…Y yo camino por la
cuerda floja hasta el límite de mi sueño. Las vísceras, torturadas por la
voluptuosidad, me guían, furia de los impulsos. Antes de organizarme tengo que
desorganizarme del todo. Para experimentar el primer y pasajero estado primario
de libertad. De la libertad de errar, caer y levantarme.
Agua
Viva, Clarice Lispector
I
Pocas veces puedo viajar sin el reloj persiguiéndome
como un animal hambriento, con el tiempo dormido, sin destinos que ansían mi
llegada, sin problemas que me tensionan el cuerpo y usurpan la mente.
La estación está casi vacía. Si no me
equivoco, ésta debe ser la primera o segunda vez que puedo sentarme en el
banco. Aunque tengo lugar de sobra, apoyo el bolso sobre mis piernas. Busco el
mp3 y lo enciendo. Ahora a esperar el tren.
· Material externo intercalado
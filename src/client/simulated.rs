use std::time::Duration;

use async_trait::async_trait;

use crate::client::IntakeBackend;
use crate::errors::AppError;
use crate::models::{IntakeRequest, IntakeResponse};

pub const CANNED_REPLY: &str =
    "Thank you for your message. Our AI is processing your request and will assist you shortly.";

/// Local stand-in for the landing page assistant: waits, then answers with a
/// fixed reply regardless of the utterance.
#[derive(Debug, Clone)]
pub struct SimulatedIntake {
    delay: Duration,
}

impl SimulatedIntake {
    pub fn new(delay: Duration) -> Self {
        Self { delay }
    }
}

#[async_trait]
impl IntakeBackend for SimulatedIntake {
    async fn exchange(&self, _request: &IntakeRequest) -> Result<IntakeResponse, AppError> {
        tokio::time::sleep(self.delay).await;
        Ok(IntakeResponse { reply_text: CANNED_REPLY.to_string() })
    }
}

#[cfg(test)]
mod tests {
    use super::*;

    #[tokio::test(start_paused = true)]
    async fn replies_after_the_configured_delay() {
        let backend = SimulatedIntake::new(Duration::from_secs(1));
        let req = IntakeRequest::new("hi", None).unwrap();
        let started = tokio::time::Instant::now();
        let reply = backend.exchange(&req).await.unwrap();
        assert!(started.elapsed() >= Duration::from_secs(1));
        assert_eq!(reply.reply_text, CANNED_REPLY);
    }
}
use std::sync::Arc;

use chrono::Utc;
use tokio::sync::{broadcast, Mutex};
use tracing::debug;

use crate::models::{ChatMessage, NewMessage};

const RENDER_CHANNEL_CAPACITY: usize = 64;

/// Append-only, ordered log of chat turns owned by a single screen.
///
/// Cloning yields another handle to the same log, so in-flight submissions can
/// append their reply after the caller has moved on. Appends are serialized in
/// the order the lock is acquired.
#[derive(Clone)]
pub struct MessageThread {
    messages: Arc<Mutex<Vec<ChatMessage>>>,
    appended: broadcast::Sender<ChatMessage>,
}

impl MessageThread {
    pub fn new() -> Self {
        let (appended, _) = broadcast::channel(RENDER_CHANNEL_CAPACITY);
        Self { messages: Arc::new(Mutex::new(Vec::new())), appended }
    }

    /// Adds a turn to the end of the thread and returns it as stored.
    pub async fn append(&self, message: NewMessage) -> ChatMessage {
        let mut messages = self.messages.lock().await;
        let stored = ChatMessage {
            id: uuid::Uuid::new_v4().to_string(),
            seq: messages.len() as u64,
            role: message.role,
            text: message.text,
            is_attachment: message.is_attachment,
            in_reply_to: message.in_reply_to,
            created_at: Utc::now(),
        };
        messages.push(stored.clone());
        debug!(seq = stored.seq, role = %stored.role, "appended turn");
        // No subscribers is fine: nothing is rendering.
        let _ = self.appended.send(stored.clone());
        stored
    }

    /// All turns in insertion order.
    pub async fn all(&self) -> Vec<ChatMessage> {
        self.messages.lock().await.clone()
    }

    pub async fn len(&self) -> usize {
        self.messages.lock().await.len()
    }

    pub async fn is_empty(&self) -> bool {
        self.len().await == 0
    }

    pub async fn last(&self) -> Option<ChatMessage> {
        self.messages.lock().await.last().cloned()
    }

    /// Receives every turn appended after this call, for rendering.
    pub fn subscribe(&self) -> broadcast::Receiver<ChatMessage> {
        self.appended.subscribe()
    }
}

impl Default for MessageThread {
    fn default() -> Self {
        Self::new()
    }
}
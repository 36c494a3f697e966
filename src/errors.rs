use thiserror::Error;

/// Top-level application error.
/// Every variant renders a human-readable message, since intake failures end up
/// as chat turns rather than propagating.
#[derive(Debug, Error)]
pub enum AppError {
    // ── Intake transport errors ──────────────────────────────────────────────
    #[error("{message}")]
    Network { message: String },

    #[error("HTTP error! status: {status}")]
    HttpStatus { status: u16 },

    #[error("Unexpected response format")]
    MalformedResponse { detail: String },

    // ── Speech errors ────────────────────────────────────────────────────────
    #[error("Speech recognition is not available on this platform")]
    CapabilityUnavailable,

    // ── Validation errors ────────────────────────────────────────────────────
    #[error("Field '{field_name}' cannot be empty")]
    EmptyField { field_name: String },

    #[error("Unsupported document '{file_name}' (expected .pdf, .doc or .docx)")]
    UnsupportedAttachment { file_name: String },

    #[error("Unknown specialist '{name}'")]
    UnknownSpecialist { name: String },

    // ── Terms errors ─────────────────────────────────────────────────────────
    #[error("You must accept the Terms and Conditions to proceed.")]
    TermsNotAcknowledged,

    #[error("Failed to fetch Terms and Conditions: {message}")]
    TermsUnavailable { message: String },

    // ── Storage errors ───────────────────────────────────────────────────────
    #[error("Storage failure at {path}: {source}")]
    Storage {
        path: String,
        #[source]
        source: std::io::Error,
    },

    #[error("Corrupt state file: {0}")]
    StateFormat(#[source] serde_json::Error),
}

impl AppError {
    pub fn storage(path: impl Into<String>, source: std::io::Error) -> Self {
        AppError::Storage { path: path.into(), source }
    }

    pub fn malformed(detail: impl Into<String>) -> Self {
        AppError::MalformedResponse { detail: detail.into() }
    }

    pub fn is_transport(&self) -> bool {
        matches!(
            self,
            AppError::Network { .. } | AppError::HttpStatus { .. } | AppError::MalformedResponse { .. }
        )
    }

    pub fn is_validation(&self) -> bool {
        matches!(
            self,
            AppError::EmptyField { .. }
                | AppError::UnsupportedAttachment { .. }
                | AppError::UnknownSpecialist { .. }
        )
    }

    pub fn is_capability_unavailable(&self) -> bool {
        matches!(self, AppError::CapabilityUnavailable)
    }
}

impl From<reqwest::Error> for AppError {
    fn from(e: reqwest::Error) -> Self {
        if e.is_decode() {
            AppError::malformed(e.to_string())
        } else if let Some(status) = e.status() {
            AppError::HttpStatus { status: status.as_u16() }
        } else {
            AppError::Network { message: e.to_string() }
        }
    }
}

#[cfg(test)]
mod tests {
    use super::*;

    #[test]
    fn transport_messages_match_chat_wording() {
        assert_eq!(AppError::HttpStatus { status: 500 }.to_string(), "HTTP error! status: 500");
        assert_eq!(AppError::malformed("no botMessage").to_string(), "Unexpected response format");
        assert!(AppError::malformed("x").is_transport());
        assert!(!AppError::TermsNotAcknowledged.is_transport());
    }

    #[test]
    fn validation_classification() {
        let err = AppError::EmptyField { field_name: "utterance".into() };
        assert!(err.is_validation());
        assert_eq!(err.to_string(), "Field 'utterance' cannot be empty");
        assert!(AppError::CapabilityUnavailable.is_capability_unavailable());
    }
}
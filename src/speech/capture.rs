use std::sync::atomic::{AtomicBool, AtomicU64, Ordering};
use std::sync::Arc;
use std::time::Duration;

use async_trait::async_trait;
use tokio::sync::mpsc;
use tokio::task::{AbortHandle, JoinHandle};
use tracing::{debug, error, info, warn};

use crate::errors::AppError;
use crate::speech::{
    ActiveRecognition, RecognitionEvent, RecognitionSession, RecognitionSettings, SpeechRecognizer,
};

#[derive(Debug, Clone, Copy, PartialEq, Eq)]
pub enum CaptureState {
    Idle,
    Capturing,
}

/// Receives each finalized transcript while capture is running.
#[async_trait]
pub trait TranscriptSink: Send + Sync {
    async fn on_transcript(&self, transcript: String);
}

struct RecordingSession {
    active: Arc<AtomicBool>,
    elapsed: Arc<AtomicU64>,
    ticker: JoinHandle<()>,
    pump: JoinHandle<()>,
}

/// Start/stop controls around a [`SpeechRecognizer`], with an elapsed-seconds
/// counter. At most one recording session exists at a time, and the
/// recognizer is released on stop, on recognition error and on drop.
pub struct SpeechCapture {
    recognizer: Arc<dyn SpeechRecognizer>,
    settings: RecognitionSettings,
    session: Option<RecordingSession>,
    /// Final count of the last released session.
    last_elapsed: u64,
}

impl SpeechCapture {
    pub fn new(recognizer: Arc<dyn SpeechRecognizer>, settings: RecognitionSettings) -> Self {
        Self { recognizer, settings, session: None, last_elapsed: 0 }
    }

    pub fn is_supported(&self) -> bool {
        self.recognizer.is_available()
    }

    pub fn state(&self) -> CaptureState {
        match &self.session {
            Some(s) if s.active.load(Ordering::SeqCst) => CaptureState::Capturing,
            _ => CaptureState::Idle,
        }
    }

    pub fn is_capturing(&self) -> bool {
        self.state() == CaptureState::Capturing
    }

    /// Seconds counted by the current session, or by the last one once it
    /// has ended.
    pub fn elapsed_seconds(&self) -> u64 {
        self.session
            .as_ref()
            .map_or(self.last_elapsed, |s| s.elapsed.load(Ordering::SeqCst))
    }

    /// Begins capturing. Returns `Ok(false)` when already capturing, in which
    /// case nothing new is started.
    pub fn start(&mut self, sink: Arc<dyn TranscriptSink>) -> Result<bool, AppError> {
        if !self.recognizer.is_available() {
            warn!("Speech recognition requested but unsupported on this platform");
            return Err(AppError::CapabilityUnavailable);
        }
        if self.is_capturing() {
            debug!("capture already running");
            return Ok(false);
        }
        // A session that ended on a recognition error is still parked here.
        self.release();

        let recognition = self.recognizer.start(&self.settings).map_err(|e| {
            error!("Failed to start speech recognition: {e}");
            e
        })?;

        let ActiveRecognition { events, session } = recognition;
        // Owned by the pump future, so even an unpolled abort releases it.
        let guard = StopOnDrop(session);

        let active = Arc::new(AtomicBool::new(true));
        let elapsed = Arc::new(AtomicU64::new(0));
        let ticker = tokio::spawn(count_seconds(elapsed.clone()));
        let pump = tokio::spawn(pump_events(
            events,
            guard,
            sink,
            active.clone(),
            ticker.abort_handle(),
        ));

        self.session = Some(RecordingSession { active, elapsed, ticker, pump });
        info!(language = %self.settings.language, "speech capture started");
        Ok(true)
    }

    /// Stops capturing and returns the seconds recorded.
    pub fn stop(&mut self) -> u64 {
        if self.session.is_some() {
            info!(seconds = self.elapsed_seconds(), "speech capture stopped");
        }
        self.release();
        self.last_elapsed
    }

    fn release(&mut self) {
        if let Some(session) = self.session.take() {
            self.last_elapsed = session.elapsed.load(Ordering::SeqCst);
            session.active.store(false, Ordering::SeqCst);
            session.ticker.abort();
            // Dropping the pump future drops its guard, which stops the recognizer.
            session.pump.abort();
        }
    }
}

impl Drop for SpeechCapture {
    fn drop(&mut self) {
        self.release();
    }
}

async fn count_seconds(elapsed: Arc<AtomicU64>) {
    let mut interval = tokio::time::interval(Duration::from_secs(1));
    // The first tick completes immediately.
    interval.tick().await;
    loop {
        interval.tick().await;
        elapsed.fetch_add(1, Ordering::SeqCst);
    }
}

struct StopOnDrop(Box<dyn RecognitionSession>);

impl Drop for StopOnDrop {
    fn drop(&mut self) {
        self.0.stop();
    }
}

async fn pump_events(
    mut events: mpsc::Receiver<RecognitionEvent>,
    guard: StopOnDrop,
    sink: Arc<dyn TranscriptSink>,
    active: Arc<AtomicBool>,
    ticker: AbortHandle,
) {
    while let Some(event) = events.recv().await {
        match event {
            RecognitionEvent::Final(transcript) => {
                if transcript.trim().is_empty() {
                    continue;
                }
                sink.on_transcript(transcript).await;
            }
            RecognitionEvent::Error(message) => {
                error!("Speech recognition error: {message}");
                break;
            }
        }
    }

    active.store(false, Ordering::SeqCst);
    ticker.abort();
    drop(guard);
}

#[cfg(test)]
mod tests {
    use tokio::sync::Mutex;

    use super::*;
    use crate::speech::{ScriptedRecognizer, UnavailableRecognizer};

    /// Lets aborted tasks be dropped by the runtime.
    async fn settle() {
        tokio::time::sleep(Duration::from_millis(10)).await;
    }

    #[derive(Default)]
    struct Collected(Mutex<Vec<String>>);

    #[async_trait]
    impl TranscriptSink for Collected {
        async fn on_transcript(&self, transcript: String) {
            self.0.lock().await.push(transcript);
        }
    }

    fn capture_with(recognizer: ScriptedRecognizer) -> SpeechCapture {
        SpeechCapture::new(Arc::new(recognizer), RecognitionSettings::default())
    }

    #[tokio::test]
    async fn unsupported_platform_fails_fast() {
        let mut capture =
            SpeechCapture::new(Arc::new(UnavailableRecognizer), RecognitionSettings::default());
        let err = capture.start(Arc::new(Collected::default())).unwrap_err();
        assert!(err.is_capability_unavailable());
        assert_eq!(capture.state(), CaptureState::Idle);
    }

    #[tokio::test(start_paused = true)]
    async fn counter_ticks_once_per_second() {
        let mut capture = capture_with(ScriptedRecognizer::new(Vec::<String>::new()));
        assert!(capture.start(Arc::new(Collected::default())).unwrap());

        tokio::time::sleep(Duration::from_millis(3_500)).await;
        assert_eq!(capture.state(), CaptureState::Capturing);
        assert_eq!(capture.elapsed_seconds(), 3);
    }

    #[tokio::test(start_paused = true)]
    async fn second_start_does_not_add_a_counter() {
        let recognizer = ScriptedRecognizer::new(Vec::<String>::new());
        let mut capture = capture_with(recognizer.clone());
        let sink = Arc::new(Collected::default());

        assert!(capture.start(sink.clone()).unwrap());
        tokio::time::sleep(Duration::from_millis(1_200)).await;
        assert!(!capture.start(sink).unwrap());
        tokio::time::sleep(Duration::from_millis(1_000)).await;

        assert_eq!(capture.elapsed_seconds(), 2);
        assert_eq!(capture.stop(), 2);
        assert_eq!(capture.elapsed_seconds(), 2);
        settle().await;
        assert_eq!(recognizer.stop_count(), 1);
    }

    #[tokio::test(start_paused = true)]
    async fn transcripts_reach_the_sink_until_stopped() {
        let recognizer =
            ScriptedRecognizer::new(["one", "two", "three"]).with_gap(Duration::from_secs(1));
        let mut capture = capture_with(recognizer.clone());
        let sink = Arc::new(Collected::default());
        capture.start(sink.clone()).unwrap();

        tokio::time::sleep(Duration::from_millis(2_500)).await;
        capture.stop();
        settle().await;
        tokio::time::sleep(Duration::from_secs(5)).await;

        assert_eq!(*sink.0.lock().await, vec!["one".to_string(), "two".to_string()]);
        assert_eq!(capture.state(), CaptureState::Idle);
        assert_eq!(recognizer.stop_count(), 1);
    }

    #[tokio::test(start_paused = true)]
    async fn recognition_error_returns_to_idle_and_releases() {
        let recognizer = ScriptedRecognizer::new(["hello"])
            .with_gap(Duration::from_secs(1))
            .failing_with("no-speech");
        let mut capture = capture_with(recognizer.clone());
        let sink = Arc::new(Collected::default());
        capture.start(sink.clone()).unwrap();

        tokio::time::sleep(Duration::from_millis(2_500)).await;
        assert_eq!(capture.state(), CaptureState::Idle);
        assert_eq!(recognizer.stop_count(), 1);
        let frozen = capture.elapsed_seconds();
        tokio::time::sleep(Duration::from_secs(3)).await;
        assert_eq!(capture.elapsed_seconds(), frozen);
        assert_eq!(*sink.0.lock().await, vec!["hello".to_string()]);

        // A fresh start after the error works.
        assert!(capture.start(sink).unwrap());
        assert!(capture.is_capturing());
    }

    #[tokio::test]
    async fn dropping_the_adapter_releases_the_recognizer() {
        let recognizer = ScriptedRecognizer::new(Vec::<String>::new());
        {
            let mut capture = capture_with(recognizer.clone());
            capture.start(Arc::new(Collected::default())).unwrap();
        }
        settle().await;
        assert_eq!(recognizer.stop_count(), 1);
    }
}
Debe estar un poco atrasado. Estoy casi
en una punta, por lo que veo toda la estación: el pasillo largo, el techo gris,
las hileras de luces blancas, los rayos de luz que se filtran entre las ramas
frondosas de los árboles de la plaza contigua. El sol veraniego típico de las
diez, ilumina con destellos el andén, que como un camino bordea la vía. Un
señor parado con traje, corbata y maletín. Un adolescente apoyado contra el
muro que divide este lugar del bullicio de la avenida. Desde el fondo se acerca
una joven, me resulta graciosa moviéndose al ritmo de alguna canción que sólo
ella sabe cuál es. Dentro de mis oídos
empieza a sonar la música que yo elegí.
Este paisaje que parece pintorescamente
armado, me transporta. ¿Dónde estoy? ¿en una película? Siento que huyo del
cuerpo, desdoblada. Me veo con la espalda erguida y las piernas juntitas
sentada en el banco alargado y gris, sosteniendo con las dos manos el bolso
blanco, esperando el tren que viajará quién sabe a dónde ni por qué; la luz
esfumada, el silencio de pájaros cantores, la música de fondo. Una Penélope
quizás. ¿Dónde estoy? ¿en la escena final? Sigo contemplando y me dejo llevar.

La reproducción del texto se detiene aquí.